Add half of the dry ingredients to the mixing bowl with the wet ingredients.
Then toss the carrots, walnuts and raisins (we used a craisin/raisin mix) with the remaining half of dry ingredients.
Add the carrot mixture to the mixing bowl and mix everything together well. Mix, mix, mixie mix. Mixture. Lots of mixing. Sir Mixing A Lot.
Pour the batter into two even portions in your cake pans. If you are Dan, weigh the cake pans to determine whether they are evenly apportioned most precisely.
Bake the cakes until a toothpick inserted in the middle comes out clean — about 55-60 minutes. Allow the cakes to cool completely before icing them.
For the icing, start by bringing the butter and cream cheese to room temperature.
Then mix the butter, cream cheese and vanilla together with the paddle attachment until just combined.
All kidding aside, the kitchen scale is an extremely useful tool. Measure out 1 pound, 5 ounces of powdered sugar.
Add the sugar to the butter mixture and mix until smooth. Baking = Mixing.
Before frosting the cake, don’t forget to remove your homemade parchment-paper-circles. Nothing says “happy birthday!” like a big bite of paper in your cake.
Our cakes were pretty tall, so we decided to cut each cake in half to make a four-layer cake with frosting between each layer. Another handy tip that Dan discovered is to tear up a few pieces of parchment paper and place them around the edges of the cake stand (or whatever you are putting the cake on to ice it.) The parchment paper pieces will catch any icing drips for a pristine surface when you remove them and serve the cake. Professional!

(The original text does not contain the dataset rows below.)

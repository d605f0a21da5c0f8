use std::path::PathBuf;

use clap::Parser;
use tracing::level_filters::LevelFilter;

use crate::api::http::DEFAULT_API_URL;

/// Arguments of the `timetally-daemon` binary. The cli passes `--dir` and `--api-url` through
/// when it spawns the daemon.
#[derive(Parser, Debug)]
#[command(name = "timetally-daemon", version, about = "Counts today's work and warns about overworking")]
pub struct DaemonArgs {
    /// Stay attached to the current process instead of detaching.
    #[arg(long)]
    pub force: bool,
    #[arg(long, help = "Application directory for status, alert and log files")]
    pub dir: Option<PathBuf>,
    #[arg(long = "api-url", env = "TIMETALLY_API_URL", default_value = DEFAULT_API_URL, help = "Base url of the time tracking api")]
    pub api_url: String,
    /// Mirror logs and alerts to the console. Only useful together with `--force`.
    #[arg(long = "log-console")]
    pub log_console: bool,
    #[arg(long = "log-filter")]
    pub log: Option<LevelFilter>,
}

impl DaemonArgs {
    /// Alerts can only be printed when the daemon keeps its console.
    pub fn show_console(&self) -> bool {
        self.force && self.log_console
    }
}

#[cfg(test)]
mod tests {
    use std::path::PathBuf;

    use clap::Parser;
    use tracing::level_filters::LevelFilter;

    use super::DaemonArgs;

    #[test]
    fn test_arguments_passed_by_cli() {
        let args = DaemonArgs::parse_from([
            "timetally-daemon",
            "--dir",
            "/tmp/timetally",
            "--api-url",
            "http://tracker:9000/api",
        ]);

        assert!(!args.force);
        assert_eq!(args.dir, Some(PathBuf::from("/tmp/timetally")));
        assert_eq!(args.api_url, "http://tracker:9000/api");
        assert!(!args.show_console());
    }

    #[test]
    fn test_console_needs_attached_daemon() {
        let detached = DaemonArgs::parse_from(["timetally-daemon", "--log-console"]);
        assert!(!detached.show_console());

        let attached = DaemonArgs::parse_from([
            "timetally-daemon",
            "--force",
            "--log-console",
            "--log-filter",
            "debug",
        ]);
        assert!(attached.show_console());
        assert_eq!(attached.log, Some(LevelFilter::DEBUG));
    }
}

Speaking of professional, this may be the first time either of us has ever iced a cake.
Next time? Less icing in between the layers.

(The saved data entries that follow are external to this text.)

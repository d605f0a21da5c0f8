use std::{path::PathBuf, sync::Arc, time::Duration};

use anyhow::Result;
use storage::dedupe_store::{DedupeStore, FileDedupeStore};
use ticker::{CounterSignal, ElapsedTimeTicker, DEFAULT_TICK_PERIOD};
use tokio::sync::mpsc;
use tokio_util::sync::CancellationToken;
use tracing::{error, info};
use watcher::{OverworkWatcher, WatcherSettings};

use crate::{
    api::{http::HttpWorkApi, ActiveTaskQuery, WorkTotalsProvider},
    utils::clock::{Clock, DefaultClock},
};

use alert::{create_notifier, Notifier};

pub mod alert;
pub mod args;
pub mod shutdown;
pub mod signals;
pub mod status;
pub mod storage;
pub mod ticker;
pub mod watcher;

pub const ALERTS_FILE: &str = "alerts.json";

/// Represents the starting point for the daemon. Alerts go to the inbox in `dir`, and to stdout
/// too when `show_console` is set.
pub async fn start_daemon(dir: PathBuf, api_url: String, show_console: bool) -> Result<()> {
    info!("Starting daemon in {dir:?} for {api_url}");
    let api = Arc::new(HttpWorkApi::new(api_url)?);

    let shutdown_token = CancellationToken::new();
    let (sender, receiver) = mpsc::channel::<CounterSignal>(10);

    let ticker = create_ticker(api.clone(), api.clone(), DefaultClock, DEFAULT_TICK_PERIOD);
    let status = ticker.subscribe();

    let watcher = create_watcher(
        api,
        FileDedupeStore::new(dir.join(ALERTS_FILE))?,
        create_notifier(&dir, show_console, DefaultClock)?,
        &shutdown_token,
        DefaultClock,
        WatcherSettings::default(),
    );

    let status_path = dir.join(status::STATUS_FILE);

    let (_, signals_result, ticker_result, watcher_result, status_result) = tokio::join!(
        shutdown::detect_shutdown(shutdown_token.clone()),
        signals::forward_signals(sender, shutdown_token.clone()),
        ticker.run(receiver, shutdown_token.clone()),
        watcher.run(),
        status::write_status(&status_path, status, &DefaultClock, shutdown_token.clone()),
    );

    if let Err(signals_result) = signals_result {
        error!("Signal forwarding got an error {:?}", signals_result);
    }

    if let Err(ticker_result) = ticker_result {
        error!("Counter got an error {:?}", ticker_result);
    }

    if let Err(watcher_result) = watcher_result {
        error!("Overwork watcher got an error {:?}", watcher_result);
    }

    if let Err(status_result) = status_result {
        error!("Status writer got an error {:?}", status_result);
    }

    info!("Daemon stopped");
    Ok(())
}

fn create_ticker(
    totals: Arc<dyn WorkTotalsProvider>,
    active_tasks: Arc<dyn ActiveTaskQuery>,
    clock: impl Clock,
    period: Duration,
) -> ElapsedTimeTicker {
    ElapsedTimeTicker::new(totals, active_tasks, Box::new(clock), period)
}

fn create_watcher<S: DedupeStore>(
    totals: Arc<dyn WorkTotalsProvider>,
    store: S,
    notifier: impl Notifier + 'static,
    shutdown_token: &CancellationToken,
    clock: impl Clock,
    settings: WatcherSettings,
) -> OverworkWatcher<S> {
    OverworkWatcher::new(
        totals,
        store,
        Box::new(notifier),
        Box::new(clock),
        settings,
        shutdown_token.clone(),
    )
}

#[cfg(test)]
mod daemon_tests {
    use std::{sync::Arc, time::Duration};

    use anyhow::Result;
    use chrono::{NaiveDate, NaiveTime};
    use tempfile::tempdir;
    use tokio::sync::mpsc;
    use tokio_util::sync::CancellationToken;

    use crate::{
        api::{entities::WorkReportTotal, MockActiveTaskQuery, MockWorkTotalsProvider},
        daemon::{
            alert::{create_notifier, inbox_for},
            create_ticker, create_watcher, status,
            storage::dedupe_store::{DedupeStore, FileDedupeStore},
            ticker::CounterSignal,
            watcher::WatcherSettings,
            ALERTS_FILE,
        },
        utils::{clock::TestClock, logging::TEST_LOGGING},
    };

    /// Smoke test wiring the counter, the watcher and the status file together on real time
    /// with shortened periods.
    #[tokio::test]
    async fn smoke_test_daemon() -> Result<()> {
        *TEST_LOGGING;
        let test_clock = TestClock::starting_at_local(
            NaiveDate::from_ymd_opt(2023, 12, 12)
                .unwrap()
                .and_time(NaiveTime::from_hms_opt(17, 0, 0).unwrap()),
        );

        // 27000 seconds is 93.75% of the day
        let mut totals = MockWorkTotalsProvider::new();
        totals
            .expect_get_total()
            .returning(|_, _| Ok(WorkReportTotal { time: 27000. }));
        let totals = Arc::new(totals);
        let mut active_tasks = MockActiveTaskQuery::new();
        active_tasks.expect_has_active_task().returning(|| Ok(true));
        let dir = tempdir()?;
        let notifier = create_notifier(dir.path(), false, test_clock.clone())?;
        let shutdown_token = CancellationToken::new();
        let (sender, receiver) = mpsc::channel::<CounterSignal>(10);

        let ticker = create_ticker(
            totals.clone(),
            Arc::new(active_tasks),
            test_clock.clone(),
            Duration::from_millis(20),
        );
        let counter = ticker.subscribe();
        let watcher = create_watcher(
            totals,
            FileDedupeStore::new(dir.path().join(ALERTS_FILE))?,
            notifier,
            &shutdown_token,
            test_clock.clone(),
            WatcherSettings {
                interval: Duration::from_millis(50),
                ..Default::default()
            },
        );
        let status_path = dir.path().join(status::STATUS_FILE);

        let (_, ticker_result, watcher_result, status_result) = tokio::join!(
            async {
                tokio::time::sleep(Duration::from_millis(300)).await;
                let today = NaiveDate::from_ymd_opt(2023, 12, 12).unwrap();
                assert!(status::read_status(&status_path, today).await.unwrap().is_some());
                sender.send(CounterSignal::Stop).await.unwrap();
                tokio::time::sleep(Duration::from_millis(50)).await;
                shutdown_token.cancel()
            },
            ticker.run(receiver, shutdown_token.clone()),
            watcher.run(),
            status::write_status(&status_path, counter.clone(), &test_clock, shutdown_token.clone()),
        );

        ticker_result?;
        watcher_result?;
        status_result?;

        let state = *counter.borrow();
        assert!(!state.running);
        assert!(state.elapsed_seconds.unwrap() > 27000);

        let store = FileDedupeStore::new(dir.path().join(ALERTS_FILE))?;
        assert_eq!(
            store
                .get("overworkingwatcher-2023-11-12-90")
                .await?
                .as_deref(),
            Some("ok")
        );
        assert!(!status_path.exists());

        let alerts = inbox_for(dir.path())?.take_all().await?;
        assert_eq!(alerts.len(), 1);
        assert!(alerts[0].message.contains("93%"));

        Ok(())
    }
}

Tah-Dah! The iced cake. Next time? Refrigerate the cake for about 15-30 minutes before frosting it.
Top with walnuts (or some other topping of your choice), then pull out the parchment-paper-icing-catchers.
Tah-Dah! Aren’t we just amazing?!
In all seriousness, we are so happy to be able to celebrate this first year of blogging. It has been a lot of fun, more work than we anticipated, and absolutely worth every minute of effort. We love this space and we actually use it ourselves — scanning weekly menus for inspiration and calling up old posts for recipes we want to cook. And to the extent that we have provided any inspiration for other home cooks out there — well, that’s just icing on the cake.